Wednesday, February 27, 2008 - 3:15pm

Event Date Details: 

Refreshments served at 3:00 PM

Event Location: 

  • South Hall 5607F
Amy Braverman(Jet Propulsion Laboratory, California Institute of Technology)

Massive Data Set Analysis for NASA's Atmospheric Infrared Sounder

NASA's Atmospheric Infrared Sounder (AIRS) has been collecting large quantities of remote sensing data about the vertical structure of Earth's atmosphere since AIRS was launched aboard the Aqua spacecraft in mid-2002. These data pose a classic problem in the analysis of massive data sets: how do we understand the relationships among fine-scale phenomena within their global context?

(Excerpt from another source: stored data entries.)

//! DK source service adapters

pub mod directory;
pub mod http;
pub mod traits;

pub use directory::DirectorySourceService;
pub use http::HttpSourceService;
pub use traits::{DataFormat, SourceDataService};

use crate::config::{SourceConfig, SourceKind};
use crate::domain::{BridgeError, Result};
use std::sync::Arc;

/// Build the source service selected by `source.kind`
///
/// # Errors
///
/// Returns a configuration error when the selected kind is missing its
/// location setting.
pub fn create_source(config: &SourceConfig) -> Result<Arc<dyn SourceDataService>> {
    let source: Arc<dyn SourceDataService> = match config.kind {
        SourceKind::Http => Arc::new(HttpSourceService::new(config)?),
        SourceKind::Directory => {
            let directory = config.directory.as_deref().ok_or_else(|| {
                BridgeError::Configuration(
                    "source.directory is required for the directory source".to_string(),
                )
            })?;
            Arc::new(DirectorySourceService::new(directory))
        }
    };

    tracing::debug!(kind = ?config.kind, location = source.location(), "Created DK source");
    Ok(source)
}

We answer that question here by partitioning the data on a coarse spatio-temporal grid, and estimating the multivariate distribution of the data within each grid cell. Then, we look for patterns in the evolution of those distributions as functions of space and time, and ultimately tie them back to physical phenomena generating the data sets. Quantifying this evolution is challenging because the data are high dimensional, and the distributions are complex. We attack the problem using the Wasserstein distance between distributions as a measure of similarity among grid cells' data, and therefore as a measure of similarity between the underlying physical processes. We close with some thoughts on how this strategy might be applied in other problems where massive data sets arise.